Records from a collection:
#[tokio::test]
async fn test_assist_timeout_degrades() {
    let gateway = AssistGateway::new(
        AssistClient::Mock(MockBackend::hanging()),
        Duration::from_millis(50),
    );
    let (app, db) = setup_with(gateway, ServerConfig::default());
    let id = seed(&db);

    let response = app
        .oneshot(
            Request::builder()
                .method("POST")
                .uri(format!("/api/transactions/{}/assist", id))
                .body(Body::empty())
                .unwrap(),
        )
        .await
        .unwrap();
    assert_eq!(response.status(), StatusCode::OK);

    let json = get_body_json(response).await;
    assert!(json["suggestion"].is_null());
    assert!(json["unavailable"].as_str().unwrap().contains("no reply"));
}

#[tokio::test]
async fn test_assist_disabled_degrades() {
    let (app, db) = setup_test_app();
    let id = seed(&db);

    let response = app
        .oneshot(
            Request::builder()
                .method("POST")
                .uri(format!("/api/transactions/{}/assist", id))
                .body(Body::empty())
                .unwrap(),
        )
        .await
        .unwrap();
    assert_eq!(response.status(), StatusCode::OK);
    let json = get_body_json(response).await;
    assert!(json["suggestion"].is_null());
    assert!(json["unavailable"].is_string());
}

// ========== Rules ==========

#[tokio::test]
async fn test_rule_lifecycle() {
    let (app, _db) = setup_test_app();

    let response = app
        .clone()
        .oneshot(json_request(
            "POST",
            "/api/rules",
            serde_json::json!({"pattern": "SHELL", "category": "Transport"}),
        ))
        .await
        .unwrap();
    assert_eq!(response.status(), StatusCode::CREATED);
    let first = get_body_json(response).await["id"].as_i64().unwrap();

    let response = app
        .clone()
        .oneshot(json_request(
            "POST",
            "/api/rules",
            serde_json::json!({"pattern": "FUEL", "category": "Fuel"}),
        ))
        .await
        .unwrap();
    let second = get_body_json(response).await["id"].as_i64().unwrap();

    let response = app
        .clone()
        .oneshot(json_request(
            "POST",
            &format!("/api/rules/{}/move", second),
            serde_json::json!({"position": 0}),
        ))
        .await
        .unwrap();
    assert_eq!(response.status(), StatusCode::OK);
    let order: Vec<i64> = get_body_json(response)
        .await
        .as_array()
        .unwrap()
        .iter()
        .map(|r| r["id"].as_i64().unwrap())
        .collect();
    assert_eq!(order, vec![second, first]);

    let response = app
        .clone()
        .oneshot(json_request(
            "POST",
            &format!("/api/rules/{}/enabled", first),
            serde_json::json!({"enabled": false}),
        ))
        .await
        .unwrap();
    assert_eq!(get_body_json(response).await["enabled"], false);

    let response = app
        .clone()
        .oneshot(
            Request::builder()
                .method("DELETE")
                .uri(format!("/api/rules/{}", first))
                .body(Body::empty())
                .unwrap(),
        )
        .await
        .unwrap();
    assert_eq!(response.status(), StatusCode::NO_CONTENT);

    let response = app.oneshot(get("/api/rules")).await.unwrap();
    let json = get_body_json(response).await;
    assert_eq!(json.as_array().unwrap().len(), 1);
}

#[tokio::test]
async fn test_create_blank_rule_rejected() {
    let (app, _db) = setup_test_app();
    let response = app
        .oneshot(json_request(
            "POST",
            "/api/rules",
            serde_json::json!({"pattern": "  ", "category": "Transport"}),
        ))
        .await
        .unwrap();
    assert_eq!(response.status(), StatusCode::BAD_REQUEST);
}

#[tokio::test]
async fn test_delete_missing_rule() {
    let (app, _db) = setup_test_app();
    let response = app
        .oneshot(
            Request::builder()
                .method("DELETE")
                .uri("/api/rules/77")
                .body(Body::empty())
                .unwrap(),
        )
        .await
        .unwrap();
    assert_eq!(response.status(), StatusCode::NOT_FOUND);
}

// ========== Summary ==========

#[tokio::test]
async fn test_summary_since_date() {
    let (app, db) = setup_test_app();
    seed(&db);

    let response = app
        .oneshot(get("/api/summary?since=2026-02-01"))
        .await
        .unwrap();
    assert_eq!(response.status(), StatusCode::OK);

    let json = get_body_json(response).await;
    assert_eq!(json["since"], "2026-02-01");
    assert_eq!(json["income_cents"], 0);
    assert_eq!(json["expense_cents"], 10632);
    assert_eq!(json["categories"][0]["category"], "Transport");
    assert_eq!(json["categories"][0]["spend_cents"], 6102);
    assert_eq!(json["categories"][1]["category"], "Uncategorised");
    assert_eq!(json["categories"][1]["spend_cents"], 4530);
}

#[tokio::test]
async fn test_summary_invalid_date() {
    let (app, _db) = setup_test_app();
    let response = app
        .oneshot(get("/api/summary?since=February"))
        .await
        .unwrap();
    assert_eq!(response.status(), StatusCode::BAD_REQUEST);
}

// ========== Overrides ==========

#[tokio::test]
async fn test_list_overrides() {
    let (app, db) = setup_test_app();
    sift_core::OverrideLearner::new(&db)
        .learn("Corner Cafe", "Dining")
        .unwrap();

    let response = app.oneshot(get("/api/overrides")).await.unwrap();
    let json = get_body_json(response).await;
    assert_eq!(json[0]["merchant_norm"], "Corner Cafe");
    assert_eq!(json[0]["category_norm"], "Dining");
}

// ========== Error mapping ==========

#[test]
fn test_internal_errors_are_sanitized() {
    let err = AppError::from(anyhow::anyhow!("disk on fire at /secret/path"));
    let response = err.into_response();
    assert_eq!(response.status(), StatusCode::INTERNAL_SERVER_ERROR);
}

Prompt: Within the data above, how many lines contain the word "Dining"? Write only the number.

Solution below: 2